◆ **YOUR ASSIGNMENT**
Reproduce word for word, from the entries below, the line with "CREATE INDEX IF NOT EXISTS idx_schedule_entry_class_group", the line with "CREATE INDEX IF NOT EXISTS idx_schedule_entry_teacher", and every line between them, and nothing more.

Content starts

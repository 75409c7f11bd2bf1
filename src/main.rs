// ==========================================
// 学校课表排课系统 - 命令行入口
// ==========================================
// 用法:
//   school-timetable [--db <path>] week
//   school-timetable [--db <path>] class <class_group_id>
//   school-timetable [--db <path>] teacher <teacher_id>
//   school-timetable [--db <path>] grid
//   school-timetable [--db <path>] generate <request.json>
//   school-timetable [--db <path>] delete <entry_id>
// 输出: JSON（stdout），日志走 tracing（stderr）
// ==========================================

use anyhow::{bail, Context, Result};
use school_timetable::{db, logging, EntryId, GenerateRequest, TimetableApi};
use serde::Serialize;

fn main() -> Result<()> {
    logging::init();

    let mut args: Vec<String> = std::env::args().skip(1).collect();
    let db_path = take_db_arg(&mut args)?.unwrap_or_else(db::default_db_path);

    tracing::info!("==================================================");
    tracing::info!("{} v{}", school_timetable::APP_NAME, school_timetable::VERSION);
    tracing::info!("使用数据库: {}", db_path);
    tracing::info!("==================================================");

    let api = TimetableApi::open(&db_path).with_context(|| format!("无法打开数据库: {}", db_path))?;

    let mut rest = args.into_iter();
    let command = rest.next().unwrap_or_else(|| "week".to_string());
    match command.as_str() {
        "week" => print_json(&api.all_entries()?),
        "class" => {
            let id = parse_id(rest.next(), "class_group_id")?;
            print_json(&api.weekly_for_class_group(id)?)
        }
        "teacher" => {
            let id = parse_id(rest.next(), "teacher_id")?;
            print_json(&api.weekly_for_teacher(id)?)
        }
        "grid" => print_json(&api.time_grid(None)?),
        "generate" => {
            let path = rest.next().context("缺少参数: <request.json>")?;
            let raw = std::fs::read_to_string(&path)
                .with_context(|| format!("无法读取排课请求: {}", path))?;
            let request: GenerateRequest =
                serde_json::from_str(&raw).with_context(|| format!("排课请求格式错误: {}", path))?;
            print_json(&api.generate(request)?)
        }
        "delete" => {
            let id = rest.next().context("缺少参数: <entry_id>")?;
            print_json(&api.delete_entry(&EntryId::from(id))?)
        }
        other => bail!("未知命令: {} (可用: week / class / teacher / grid / generate / delete)", other),
    }
}

/// 取出 `--db <path>`（可出现在任意位置）
fn take_db_arg(args: &mut Vec<String>) -> Result<Option<String>> {
    let Some(pos) = args.iter().position(|a| a == "--db") else {
        return Ok(None);
    };
    if pos + 1 >= args.len() {
        bail!("--db 需要一个路径参数");
    }
    let path = args.remove(pos + 1);
    args.remove(pos);
    Ok(Some(path))
}

fn parse_id(raw: Option<String>, name: &str) -> Result<i64> {
    let raw = raw.with_context(|| format!("缺少参数: <{}>", name))?;
    raw.trim()
        .parse::<i64>()
        .with_context(|| format!("{} 不是整数: {}", name, raw))
}

fn print_json<T: Serialize>(value: &T) -> Result<()> {
    println!("{}", serde_json::to_string_pretty(value)?);
    Ok(())
}
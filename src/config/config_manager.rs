// ==========================================
// 学校课表排课系统 - 配置管理器
// ==========================================
// 职责: 作息窗口配置的加载、查询、覆写
// 存储: config_kv 表 (key-value + scope)
// ==========================================

use crate::domain::generation::{
    TimeWindow, DEFAULT_BREAK_MINUTES, DEFAULT_LESSON_MINUTES,
};
use chrono::NaiveTime;
use rusqlite::{params, Connection};
use serde_json::json;
use std::collections::BTreeMap;
use std::error::Error;
use std::sync::{Arc, Mutex};

// ==========================================
// ConfigManager - 配置管理器
// ==========================================
pub struct ConfigManager {
    conn: Arc<Mutex<Connection>>,
}

impl ConfigManager {
    /// 从已有连接创建 ConfigManager
    ///
    /// 说明：为保证连接行为一致，会对传入连接再次应用统一 PRAGMA（幂等）。
    pub fn from_connection(conn: Arc<Mutex<Connection>>) -> Result<Self, Box<dyn Error>> {
        {
            let conn_guard = conn.lock().map_err(|e| format!("锁获取失败: {}", e))?;
            crate::db::configure_sqlite_connection(&conn_guard)?;
        }

        Ok(Self { conn })
    }

    /// 从 config_kv 表读取配置值（scope_id='global'）
    ///
    /// # 返回
    /// - Some(String): 配置值
    /// - None: 配置不存在
    fn get_config_value(&self, key: &str) -> Result<Option<String>, Box<dyn Error>> {
        let conn = self.conn.lock().map_err(|e| format!("锁获取失败: {}", e))?;

        let result = conn.query_row(
            "SELECT value FROM config_kv WHERE scope_id = 'global' AND key = ?1",
            params![key],
            |row| row.get::<_, String>(0),
        );

        match result {
            Ok(value) => Ok(Some(value)),
            Err(rusqlite::Error::QueryReturnedNoRows) => Ok(None),
            Err(e) => Err(Box::new(e)),
        }
    }

    /// 读取 global scope 的配置值（公开方法，供其他模块复用）
    pub fn get_global_config_value(&self, key: &str) -> Result<Option<String>, Box<dyn Error>> {
        self.get_config_value(key)
    }

    /// 写入 global scope 的配置值（存在则覆盖）
    pub fn set_global_config_value(&self, key: &str, value: &str) -> Result<(), Box<dyn Error>> {
        let conn = self.conn.lock().map_err(|e| format!("锁获取失败: {}", e))?;
        conn.execute(
            "INSERT INTO config_kv (scope_id, key, value) VALUES ('global', ?1, ?2)
             ON CONFLICT(scope_id, key) DO UPDATE SET value = ?2, updated_at = datetime('now')",
            params![key, value],
        )?;
        Ok(())
    }

    /// 获取所有配置的快照（JSON格式，键有序）
    pub fn get_config_snapshot(&self) -> Result<String, Box<dyn Error>> {
        let conn = self.conn.lock().map_err(|e| format!("锁获取失败: {}", e))?;

        let mut stmt = conn.prepare(
            "SELECT key, value FROM config_kv WHERE scope_id = 'global' ORDER BY key",
        )?;

        let mut config_map: BTreeMap<String, String> = BTreeMap::new();
        let rows = stmt.query_map([], |row| {
            Ok((row.get::<_, String>(0)?, row.get::<_, String>(1)?))
        })?;

        for row in rows {
            let (key, value) = row?;
            config_map.insert(key, value);
        }

        Ok(serde_json::to_string(&json!(config_map))?)
    }

    // ===== 作息窗口配置 =====

    /// 当前生效的作息窗口
    ///
    /// 缺失或无法解析的键回落到默认值 (08:00-15:00, 45/15)
    pub fn get_time_window(&self) -> Result<TimeWindow, Box<dyn Error>> {
        let defaults = TimeWindow::default();

        let day_start_time = self
            .get_time(config_keys::DAY_START_TIME)?
            .unwrap_or(defaults.day_start_time);
        let day_end_time = self
            .get_time(config_keys::DAY_END_TIME)?
            .unwrap_or(defaults.day_end_time);
        let lesson_duration_minutes = self
            .get_minutes(config_keys::LESSON_DURATION_MINUTES)?
            .unwrap_or(DEFAULT_LESSON_MINUTES);
        let break_duration_minutes = self
            .get_minutes(config_keys::BREAK_DURATION_MINUTES)?
            .unwrap_or(DEFAULT_BREAK_MINUTES);

        Ok(TimeWindow::new(
            day_start_time,
            day_end_time,
            lesson_duration_minutes,
            break_duration_minutes,
        ))
    }

    /// 覆写作息窗口（四个键一起写入）
    pub fn set_time_window(&self, window: &TimeWindow) -> Result<(), Box<dyn Error>> {
        self.set_global_config_value(
            config_keys::DAY_START_TIME,
            &window.day_start_time.format("%H:%M").to_string(),
        )?;
        self.set_global_config_value(
            config_keys::DAY_END_TIME,
            &window.day_end_time.format("%H:%M").to_string(),
        )?;
        self.set_global_config_value(
            config_keys::LESSON_DURATION_MINUTES,
            &window.lesson_duration_minutes.to_string(),
        )?;
        self.set_global_config_value(
            config_keys::BREAK_DURATION_MINUTES,
            &window.break_duration_minutes.to_string(),
        )?;
        Ok(())
    }

    fn get_time(&self, key: &str) -> Result<Option<NaiveTime>, Box<dyn Error>> {
        let Some(raw) = self.get_config_value(key)? else {
            return Ok(None);
        };
        let parsed = parse_clock_time(&raw);
        if parsed.is_none() {
            tracing::warn!(key, value = %raw, "配置值不是合法时间(HH:MM)，使用默认值");
        }
        Ok(parsed)
    }

    fn get_minutes(&self, key: &str) -> Result<Option<i64>, Box<dyn Error>> {
        let Some(raw) = self.get_config_value(key)? else {
            return Ok(None);
        };
        let parsed = raw.trim().parse::<i64>().ok();
        if parsed.is_none() {
            tracing::warn!(key, value = %raw, "配置值不是整数分钟，使用默认值");
        }
        Ok(parsed)
    }
}

/// 解析 "HH:MM" 或 "HH:MM:SS"
fn parse_clock_time(raw: &str) -> Option<NaiveTime> {
    let raw = raw.trim();
    NaiveTime::parse_from_str(raw, "%H:%M")
        .or_else(|_| NaiveTime::parse_from_str(raw, "%H:%M:%S"))
        .ok()
}

// ==========================================
// 配置键常量
// ==========================================
pub mod config_keys {
    // 作息窗口
    pub const DAY_START_TIME: &str = "timetable/day_start_time";
    pub const DAY_END_TIME: &str = "timetable/day_end_time";
    pub const LESSON_DURATION_MINUTES: &str = "timetable/lesson_duration_minutes";
    pub const BREAK_DURATION_MINUTES: &str = "timetable/break_duration_minutes";
}
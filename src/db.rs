// ==========================================
// 学校课表排课系统 - SQLite 连接初始化
// ==========================================
// 目标:
// - 统一所有 Connection::open 的 PRAGMA 行为
// - 统一 busy_timeout，减少并发写入时的偶发 busy 错误
// - 幂等建表（花名册只读镜像 + 课表条目 + 配置）
// ==========================================

use rusqlite::Connection;
use rusqlite::OptionalExtension;
use std::path::PathBuf;
use std::time::Duration;

/// 默认 busy_timeout（毫秒）
pub const DEFAULT_BUSY_TIMEOUT_MS: u64 = 5_000;

/// 当前代码所期望的 schema_version
pub const CURRENT_SCHEMA_VERSION: i64 = 1;

/// 配置 SQLite 连接的统一 PRAGMA
///
/// 说明：
/// - foreign_keys 需要“每个连接”单独开启
/// - busy_timeout 需要“每个连接”单独配置
pub fn configure_sqlite_connection(conn: &Connection) -> rusqlite::Result<()> {
    conn.execute_batch("PRAGMA foreign_keys = ON;")?;
    conn.busy_timeout(Duration::from_millis(DEFAULT_BUSY_TIMEOUT_MS))?;
    Ok(())
}

/// 打开 SQLite 连接并应用统一配置
pub fn open_sqlite_connection(db_path: &str) -> rusqlite::Result<Connection> {
    let conn = Connection::open(db_path)?;
    configure_sqlite_connection(&conn)?;
    Ok(conn)
}

/// 默认数据库路径
///
/// 优先取环境变量 SCHOOL_TIMETABLE_DB_PATH，其次为用户数据目录
/// `<data_dir>/school-timetable/timetable.db`，都拿不到时落在当前目录
pub fn default_db_path() -> String {
    if let Ok(path) = std::env::var("SCHOOL_TIMETABLE_DB_PATH") {
        let trimmed = path.trim();
        if !trimmed.is_empty() {
            return trimmed.to_string();
        }
    }

    let mut path = PathBuf::from("./timetable.db");
    if let Some(data_dir) = dirs::data_dir() {
        let dir = data_dir.join("school-timetable");
        // 目录创建失败时交给 Connection::open 报错
        std::fs::create_dir_all(&dir).ok();
        path = dir.join("timetable.db");
    }

    path.to_string_lossy().to_string()
}

/// 幂等建表
///
/// 时间以 "HH:MM:SS" 文本存储，教学日以 MONDAY..FRIDAY 存储，
/// 因此按 (day_order, start_time) 排序即为周内时间顺序
pub fn init_schema(conn: &Connection) -> rusqlite::Result<()> {
    conn.execute_batch(
        r#"
        CREATE TABLE IF NOT EXISTS schema_version (
            version INTEGER PRIMARY KEY,
            applied_at TEXT NOT NULL DEFAULT (datetime('now'))
        );

        CREATE TABLE IF NOT EXISTS class_group (
            class_group_id INTEGER PRIMARY KEY,
            name TEXT NOT NULL UNIQUE,
            grade INTEGER
        );

        CREATE TABLE IF NOT EXISTS subject (
            subject_id INTEGER PRIMARY KEY,
            name TEXT NOT NULL,
            hours_per_week INTEGER NOT NULL DEFAULT 0 CHECK (hours_per_week >= 0)
        );

        CREATE TABLE IF NOT EXISTS teacher (
            teacher_id INTEGER PRIMARY KEY,
            name TEXT NOT NULL
        );

        CREATE TABLE IF NOT EXISTS teacher_subject (
            teacher_id INTEGER NOT NULL REFERENCES teacher(teacher_id) ON DELETE CASCADE,
            subject_id INTEGER NOT NULL REFERENCES subject(subject_id) ON DELETE CASCADE,
            PRIMARY KEY (teacher_id, subject_id)
        );

        CREATE TABLE IF NOT EXISTS schedule_entry (
            entry_id TEXT PRIMARY KEY,
            class_group_id INTEGER NOT NULL REFERENCES class_group(class_group_id),
            teacher_id INTEGER NOT NULL REFERENCES teacher(teacher_id),
            subject_id INTEGER NOT NULL REFERENCES subject(subject_id),
            day_of_week TEXT NOT NULL CHECK (day_of_week IN ('MONDAY','TUESDAY','WEDNESDAY','THURSDAY','FRIDAY')),
            day_order INTEGER NOT NULL,
            start_time TEXT NOT NULL,
            end_time TEXT NOT NULL,
            room TEXT,
            lesson_number INTEGER NOT NULL,
            created_at TEXT NOT NULL DEFAULT (datetime('now'))
        );

        CREATE INDEX IF NOT EXISTS idx_schedule_entry_class_group
            ON schedule_entry(class_group_id, day_order, start_time);
        CREATE INDEX IF NOT EXISTS idx_schedule_entry_teacher
            ON schedule_entry(teacher_id, day_order, start_time);

        CREATE TABLE IF NOT EXISTS config_kv (
            scope_id TEXT NOT NULL,
            key TEXT NOT NULL,
            value TEXT NOT NULL,
            updated_at TEXT NOT NULL DEFAULT (datetime('now')),
            PRIMARY KEY (scope_id, key)
        );
        "#,
    )?;
    conn.execute(
        "INSERT OR IGNORE INTO schema_version (version) VALUES (?1)",
        [CURRENT_SCHEMA_VERSION],
    )?;
    Ok(())
}

/// 读取 schema_version（若表不存在则返回 None）
pub fn read_schema_version(conn: &Connection) -> rusqlite::Result<Option<i64>> {
    let has_table: bool = conn
        .query_row(
            "SELECT 1 FROM sqlite_master WHERE type='table' AND name='schema_version' LIMIT 1",
            [],
            |_row| Ok(true),
        )
        .optional()?
        .unwrap_or(false);

    if !has_table {
        return Ok(None);
    }

    let v: Option<i64> = conn.query_row("SELECT MAX(version) FROM schema_version", [], |row| row.get(0))?;
    Ok(v)
}
// ==========================================
// 学校课表排课系统 - 核心库
// ==========================================
// 技术栈: Rust + SQLite
// 系统定位: 周课表排课核心（校验 + 自动排课 + 存储门面）
// ==========================================

// 初始化国际化系统
rust_i18n::i18n!("locales", fallback = "zh-CN");

// ==========================================
// 模块声明
// ==========================================

// 领域层 - 实体与类型
pub mod domain;

// 数据仓储层 - 数据访问
pub mod repository;

// 引擎层 - 排课规则
pub mod engine;

// 配置层 - 作息窗口
pub mod config;

// 数据库基础设施（连接初始化/PRAGMA 统一/建表）
pub mod db;

// 日志系统
pub mod logging;

// 国际化
pub mod i18n;

// API 层 - 门面
pub mod api;

// ==========================================
// 重导出核心类型
// ==========================================

// 领域类型
pub use domain::types::{ClassGroupId, EntryId, SchoolDay, SubjectId, TeacherId};

// 领域实体
pub use domain::{
    ClassGroup, DomainSnapshot, EntryScope, GenerateRequest, NewScheduleEntry, ScheduleEntry,
    ScheduleEntryView, Subject, Teacher, TeacherSubjectMapping, TimeWindow,
};

// 引擎
pub use engine::{
    build_time_grid, validate_and_prepare, AssignmentEngine, GenerationOutcome, ScheduleError,
    Shortfall, ShortfallReason, Slot, TimeGrid,
};

// API
pub use api::{ApiError, ApiResult, TimetableApi};

// ==========================================
// 常量定义
// ==========================================

// 系统版本
pub const VERSION: &str = env!("CARGO_PKG_VERSION");

// 系统名称
pub const APP_NAME: &str = "学校课表排课系统";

Content ends

◆ **TASK ANSWER**
        CREATE INDEX IF NOT EXISTS idx_schedule_entry_class_group
            ON schedule_entry(class_group_id, day_order, start_time);
        CREATE INDEX IF NOT EXISTS idx_schedule_entry_teacher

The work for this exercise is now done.